Under the version of the sentencing guidelines in effect at the time Rodriguez-Garcia was sentenced, the offense level for illegal reentry is increased by 16 levels “if the defendant previously was deported, or unlawfully remained in the United States after ... a crime of violence.... ” USSG § 2L1.2(a)(1)(B). As we have previously noted, this increase emphasizes one § 3553(a) factor — the “seriousness of the offense” — at the expense of the others. See Chavez-Suarez, 597 F.3d at 1138; see also Amezcua-Vasquez, 567 F.3d at 1055; 18 U.S.C. § 3553(a)(2). When the other factors militate toward a milder sentence, *757 the full 16-level increase in the offense level can result in a sentence that is greater than necessary. Chavez-Suarez, 597 F.3d at 1138; see also Amezcua-Vasquez, 567 F.3d at 1055-58 (concluding district court unreasonably refused to grant a downward variance when the conviction was “too old to score under the Guidelines’ criminal history provisions” and defendant had no subsequent record of “harming others or committing other crimes listed in [§ J2L1.2.”). Yet when those other factors likewise militate toward a more significant sentence, the district court may reasonably decline to give defendant a downward variance. See Chavez-Suarez, 597 F.3d at 1139.

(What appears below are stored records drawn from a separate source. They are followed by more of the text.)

use crate::domain::OptionsDocument;
use serde_json::{Map, Value};
use tokio::sync::RwLock;

/// Holder of the single shared options document.
///
/// The store is a pure data holder: every mutation is expected to be followed
/// by a broadcast, but broadcasting is the caller's job. Internally the
/// document is a JSON object seeded from [`OptionsDocument::default`], so
/// updates for keys outside the known schema are stored verbatim. That
/// permissiveness is deliberate: it is the observed behavior of the protocol,
/// kept as-is rather than hardened behind an allowlist.
pub struct OptionsStore {
    document: RwLock<Map<String, Value>>,
}

impl OptionsStore {
    /// Creates the store seeded with the full default document.
    pub fn new() -> Self {
        Self {
            document: RwLock::new(OptionsDocument::default().to_object()),
        }
    }

    /// Atomically swaps the whole document.
    pub async fn replace_all(&self, document: &OptionsDocument) {
        *self.document.write().await = document.to_object();
    }

    /// Sets a single field, leaving every other field untouched. Unknown keys
    /// are stored as-is; last write wins.
    pub async fn apply_key_update(&self, key: &str, value: Value) {
        self.document.write().await.insert(key.to_string(), value);
    }

    /// Owned copy of the current document, safe to serialize and send without
    /// racing the store's own mutation.
    pub async fn snapshot(&self) -> Map<String, Value> {
        self.document.read().await.clone()
    }
}

impl Default for OptionsStore {
    fn default() -> Self {
        Self::new()
    }
}
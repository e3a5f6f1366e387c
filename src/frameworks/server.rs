// Framework bootstrap for the relay runtime.

use crate::frameworks::config::Config;
use crate::interface_adapters::broadcast::Broadcaster;
use crate::interface_adapters::http::{require_basic_auth, serve_web_asset};
use crate::interface_adapters::net::ws_handler;
use crate::interface_adapters::state::AppState;
use crate::use_cases::{ClientRegistry, OptionsStore};

use axum::{Router, middleware, routing::get};
use std::io::Result;
use std::net::SocketAddr;
use std::sync::Arc;

fn init_runtime() {
    let _ = dotenvy::dotenv();

    let filter = tracing_subscriber::EnvFilter::try_from_default_env()
        .unwrap_or_else(|_| tracing_subscriber::EnvFilter::new("info"));

    let json = matches!(std::env::var("LOG_FORMAT").as_deref(), Ok("json"));
    if json {
        tracing_subscriber::fmt()
            .with_env_filter(filter)
            .with_target(false)
            .json()
            .with_current_span(true)
            .init();
    } else {
        tracing_subscriber::fmt()
            .with_env_filter(filter)
            .with_target(false)
            .compact()
            .init();
    }

    std::panic::set_hook(Box::new(|info| {
        let backtrace = std::backtrace::Backtrace::capture();
        tracing::error!(%info, ?backtrace, "panic");
    }));
}

pub async fn run(listener: tokio::net::TcpListener, config: Config) -> Result<()> {
    let address = listener.local_addr()?;
    let state = build_state(config);

    // Everything, the WebSocket upgrade included, sits behind the auth gate.
    let app = Router::new()
        .route("/ws", get(ws_handler))
        .fallback(serve_web_asset)
        .layer(middleware::from_fn_with_state(
            state.clone(),
            require_basic_auth,
        ))
        .with_state(state);

    tracing::info!(%address, "listening");

    // Serve app and report errors rather than panicking.
    axum::serve(
        listener,
        app.into_make_service_with_connect_info::<SocketAddr>(),
    )
    .await
    .inspect_err(|e| {
        tracing::error!(error = %e, "server error");
    })
}

pub async fn run_with_config() -> Result<()> {
    init_runtime();

    let config = match Config::from_env() {
        Ok(config) => config,
        Err(e) => {
            tracing::error!(error = %e, "invalid configuration");
            return Err(std::io::Error::other(e.to_string()));
        }
    };

    let address = SocketAddr::from(([0, 0, 0, 0], config.port));

    // Bind TCP listener with error handling.
    let listener = tokio::net::TcpListener::bind(address)
        .await
        .inspect_err(|e| {
            tracing::error!(%address, error = %e, "failed to bind");
        })?;

    run(listener, config).await
}

fn build_state(config: Config) -> Arc<AppState> {
    // The single shared document, seeded with full defaults.
    let options = Arc::new(OptionsStore::new());
    // Owns connection ids and the live roster for the whole process.
    let registry = Arc::new(ClientRegistry::new());
    let broadcaster = Arc::new(Broadcaster::new(registry.clone(), options.clone()));

    Arc::new(AppState {
        config: Arc::new(config),
        options,
        registry,
        broadcaster,
    })
}
use crate::frameworks::config::Config;
use crate::interface_adapters::broadcast::Broadcaster;
use crate::use_cases::{ClientRegistry, OptionsStore};
use std::sync::Arc;

#[derive(Clone)]
pub struct AppState {
    pub config: Arc<Config>,
    pub options: Arc<OptionsStore>,
    pub registry: Arc<ClientRegistry>,
    pub broadcaster: Arc<Broadcaster>,
}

Here, our analysis confirms the reasonableness of the district court’s sentence under the § 3553(a) factors. 2 Rodriguez-Garcia was convicted not only on the 1989 attempted burglary, but two other burglaries. After serving a two-year sentence for his first burglary, he committed another burglary in 1991. He served a short jail term, and was remanded to custody for two years further imprisonment after his probation was revoked.